While caterpillars are under huge selective pressure from predators and are frequently chemically protected, very few cases of caterpillar mimicry have been formally described in the scientific literature compared to the mimicry complexes found in adult Lepidoptera. Nevertheless, caterpillar mimicry may be common, so possible mimicry complexes should be described and, when possible, investigated. Here, it is proposed that caterpillars of the Redheaded Pine Sawfly, Neodiprion lecontei (Hymenoptera, Diprionidae), are chemically defended co-mimics with a crambid caterpillar, Agathodes monstralis (Lepidoptera, Crambidae), with which they are found in the same habitat in eastern United States.

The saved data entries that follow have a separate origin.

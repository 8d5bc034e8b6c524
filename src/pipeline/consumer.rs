use std::sync::Arc;

use anyhow::Context as _;
use tokio::sync::Semaphore;
use tokio::task::JoinSet;

use crate::capabilities::{ChunkRequest, TitleKind};
use crate::chunking;
use crate::events::{ChunkPhase, PipelineEvent};
use crate::glossary::{Glossary, format_entries};
use crate::progress::ChapterStatus;
use crate::raw_store;
use crate::term_index::{TermRelevanceIndex, select_relevant};

use super::bootstrap;
use super::state::{PipelineContext, RunStats};
use super::work_queue::{WorkItem, WorkQueue};

enum Outcome {
    Translated { title: String },
    AlreadyDone,
}

/// One translation worker. Exits on a shutdown pill, on a closed queue, or
/// when the run is cancelled.
pub async fn run(ctx: Arc<PipelineContext>, worker: usize, queue: WorkQueue) {
    loop {
        if ctx.cancel.is_cancelled() {
            break;
        }
        let item = tokio::select! {
            item = queue.recv() => item,
            _ = ctx.cancel.cancelled() => break,
        };
        let index = match item {
            Some(WorkItem::Chapter(index)) => index,
            Some(WorkItem::Shutdown) | None => break,
        };

        match translate_chapter(&ctx, index).await {
            Ok(Outcome::Translated { title }) => {
                RunStats::bump(&ctx.stats.translated);
                tracing::info!(worker, chapter = index, "translate: saved");
                ctx.emit(PipelineEvent::ChapterTranslated { index, title });
                ctx.emit_progress();
            }
            Ok(Outcome::AlreadyDone) => {
                RunStats::bump(&ctx.stats.skipped_translate);
                tracing::debug!(worker, chapter = index, "translate: already done");
            }
            Err(err) => {
                let message = format!("{err:#}");
                tracing::warn!(worker, chapter = index, error = %message, "translate: failed");
                RunStats::bump(&ctx.stats.failed_translate);
                ctx.stats
                    .record_error(format!("translate chapter {index}: {message}"));
                if let Err(err) = ctx
                    .progress
                    .update_chapter_status(index, ChapterStatus::Error, Some(message.clone()))
                    .await
                {
                    tracing::warn!(chapter = index, error = %format!("{err:#}"), "translate: status write failed");
                }
                ctx.emit(PipelineEvent::ChapterFailed {
                    index,
                    phase: "translate".to_owned(),
                    error: message,
                });
            }
        }
    }
    tracing::debug!(worker, "translator stopped");
}

async fn translate_chapter(ctx: &Arc<PipelineContext>, index: u32) -> anyhow::Result<Outcome> {
    let chapter = ctx
        .progress
        .chapter(index)
        .await
        .ok_or_else(|| anyhow::anyhow!("unknown chapter index: {index}"))?;
    if chapter.status.is_translated() {
        return Ok(Outcome::AlreadyDone);
    }

    if let Err(err) = bootstrap::ensure_glossary(ctx).await {
        tracing::warn!(error = %format!("{err:#}"), "glossary bootstrap failed; continuing without it");
    }

    let raw_path = raw_store::find_raw_chapter(ctx.book_dir(), index)
        .await?
        .ok_or_else(|| anyhow::anyhow!("raw file missing for chapter {index}"))?;
    let contents = tokio::fs::read_to_string(&raw_path)
        .await
        .with_context(|| format!("read: {}", raw_path.display()))?;
    let (raw_title, body) = raw_store::split_raw_chapter(&contents);

    let translated = translate_body(ctx, index, body).await?;
    let out_path = raw_store::translated_chapter_path(ctx.book_dir(), index);
    raw_store::write_atomic(&out_path, translated.as_bytes())
        .await
        .with_context(|| format!("write: {}", out_path.display()))?;

    let source_title = if chapter.title_source.is_empty() {
        raw_title.unwrap_or_default().to_owned()
    } else {
        chapter.title_source.clone()
    };
    let title_target = match &chapter.title_target {
        Some(done) => Some(done.clone()),
        None if source_title.is_empty() => None,
        None => match ctx
            .capabilities
            .translator
            .translate_title(&source_title, TitleKind::Chapter)
            .await
        {
            Ok(title) => Some(title),
            Err(err) => {
                tracing::warn!(chapter = index, error = %format!("{err:#}"), "chapter title translation failed");
                None
            }
        },
    };

    if ctx.translation.progressive_glossary {
        ctx.glossary.lock().await.backlog.push(raw_path);
    }

    let shown_title = title_target.clone().unwrap_or_else(|| source_title.clone());
    ctx.progress
        .update(move |progress| {
            progress.apply_status(index, ChapterStatus::Translated, None)?;
            if let Some(chapter) = progress.chapter_mut(index) {
                if chapter.title_source.is_empty() {
                    chapter.title_source = source_title;
                }
                if title_target.is_some() {
                    chapter.title_target = title_target;
                }
            }
            Ok(())
        })
        .await?;
    Ok(Outcome::Translated {
        title: shown_title,
    })
}

/// Translates `body` chunk by chunk, at most `concurrent_requests` at a time,
/// and joins the results in source order.
async fn translate_body(
    ctx: &Arc<PipelineContext>,
    index: u32,
    body: &str,
) -> anyhow::Result<String> {
    let chunks = chunking::chunk_with_context(
        body,
        ctx.translation.chunk_size,
        ctx.translation.chunk_overlap,
    );
    let total = chunks.len();
    if total == 0 {
        return Ok(String::new());
    }

    let glossary = ctx.glossary_snapshot();
    let term_index = ctx.term_index();
    let semaphore = Arc::new(Semaphore::new(ctx.translation.concurrent_requests.max(1)));
    let mut tasks = JoinSet::new();
    for (n, chunk) in chunks.into_iter().enumerate() {
        let glossary_block = relevant_glossary(
            &glossary,
            &term_index,
            &chunk.text,
            ctx.translation.relevant_terms_top_k,
        );
        let ctx = Arc::clone(ctx);
        let semaphore = Arc::clone(&semaphore);
        tasks.spawn(async move {
            let _permit = semaphore.acquire_owned().await?;
            let text = ctx
                .capabilities
                .translator
                .translate_chunk(ChunkRequest {
                    text: &chunk.text,
                    style: &ctx.style_prompt,
                    glossary: &glossary_block,
                    prior_context: chunk.context.as_deref(),
                })
                .await
                .with_context(|| format!("chunk {}/{total}", n + 1))?;
            anyhow::Ok((n, text))
        });
    }

    let mut parts = vec![String::new(); total];
    let mut completed = 0;
    while let Some(joined) = tasks.join_next().await {
        let (n, text) = joined.context("chunk task")??;
        parts[n] = text;
        completed += 1;
        ctx.emit(PipelineEvent::ChunkProgress {
            index,
            phase: ChunkPhase::Translating,
            completed,
            total,
        });
    }

    ctx.emit(PipelineEvent::ChunkProgress {
        index,
        phase: ChunkPhase::Combining,
        completed,
        total,
    });
    let mut translated = parts.join("\n\n");

    if ctx.translation.enable_polish_pass {
        ctx.emit(PipelineEvent::ChunkProgress {
            index,
            phase: ChunkPhase::Polishing,
            completed,
            total,
        });
        let glossary_block = relevant_glossary(
            &glossary,
            &term_index,
            body,
            ctx.translation.relevant_terms_top_k,
        );
        match ctx
            .capabilities
            .translator
            .polish(body, &translated, &ctx.style_prompt, &glossary_block)
            .await
        {
            Ok(polished) if !polished.trim().is_empty() => translated = polished,
            Ok(_) => tracing::warn!(chapter = index, "polish returned nothing; keeping draft"),
            Err(err) => {
                tracing::warn!(chapter = index, error = %format!("{err:#}"), "polish failed; keeping draft");
            }
        }
    }

    ctx.emit(PipelineEvent::ChunkProgress {
        index,
        phase: ChunkPhase::Done,
        completed,
        total,
    });
    Ok(translated)
}

fn relevant_glossary(
    glossary: &Glossary,
    index: &TermRelevanceIndex,
    text: &str,
    top_k: usize,
) -> String {
    let entries = select_relevant(glossary, index, text, top_k);
    format_entries(&entries, None)
}
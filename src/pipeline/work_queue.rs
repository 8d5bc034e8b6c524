use std::sync::Arc;
use std::sync::atomic::{AtomicUsize, Ordering};

use tokio::sync::{Mutex, mpsc};

#[derive(Debug, Clone, Copy, PartialEq, Eq)]
pub enum WorkItem {
    /// A crawled chapter, by index.
    Chapter(u32),
    /// Tells exactly one consumer to stop.
    Shutdown,
}

/// FIFO between the crawl producer and the translation consumers.
///
/// Unbounded: the producer never waits on translators. Queue contents are not
/// persisted; a restart re-enqueues every chapter still `crawled`.
#[derive(Debug, Clone)]
pub struct WorkQueue {
    tx: mpsc::UnboundedSender<WorkItem>,
    rx: Arc<Mutex<mpsc::UnboundedReceiver<WorkItem>>>,
    pills: Arc<AtomicUsize>,
}

impl WorkQueue {
    pub fn new() -> Self {
        let (tx, rx) = mpsc::unbounded_channel();
        Self {
            tx,
            rx: Arc::new(Mutex::new(rx)),
            pills: Arc::new(AtomicUsize::new(0)),
        }
    }

    pub fn push(&self, index: u32) {
        // The queue owns a receiver, so sending cannot fail while `self` lives.
        let _ = self.tx.send(WorkItem::Chapter(index));
    }

    /// Enqueues one shutdown pill per consumer.
    pub fn close(&self, consumers: usize) {
        for _ in 0..consumers {
            let _ = self.tx.send(WorkItem::Shutdown);
            self.pills.fetch_add(1, Ordering::SeqCst);
        }
    }

    /// Next item, or `None` if every sender is gone and the queue is empty.
    pub async fn recv(&self) -> Option<WorkItem> {
        self.rx.lock().await.recv().await
    }

    pub fn pills_sent(&self) -> usize {
        self.pills.load(Ordering::SeqCst)
    }
}

impl Default for WorkQueue {
    fn default() -> Self {
        Self::new()
    }
}

/// Sends the shutdown pills when dropped, so they go out on every exit path
/// of the producer, including panics and task aborts.
#[derive(Debug)]
pub struct CloseOnDrop {
    queue: WorkQueue,
    consumers: usize,
}

impl CloseOnDrop {
    pub fn new(queue: WorkQueue, consumers: usize) -> Self {
        Self { queue, consumers }
    }
}

impl Drop for CloseOnDrop {
    fn drop(&mut self) {
        self.queue.close(self.consumers);
    }
}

While both species are chemically defended, based on differences in behavior (open gregarious feeding for the sawfly larvae and concealed solitary feeding in the moth caterpillar), this mimicry complex is likely to be quasi-Batesian (both contribute to aposematic signal, albeit unequally). This mimicry hypothesis is supported by the strong phenotypic similarity between the larvae of the two insect taxa discussed here, and the obvious divergence in Agathodes monstralis in comparison with congeners outside the sawfly’s range.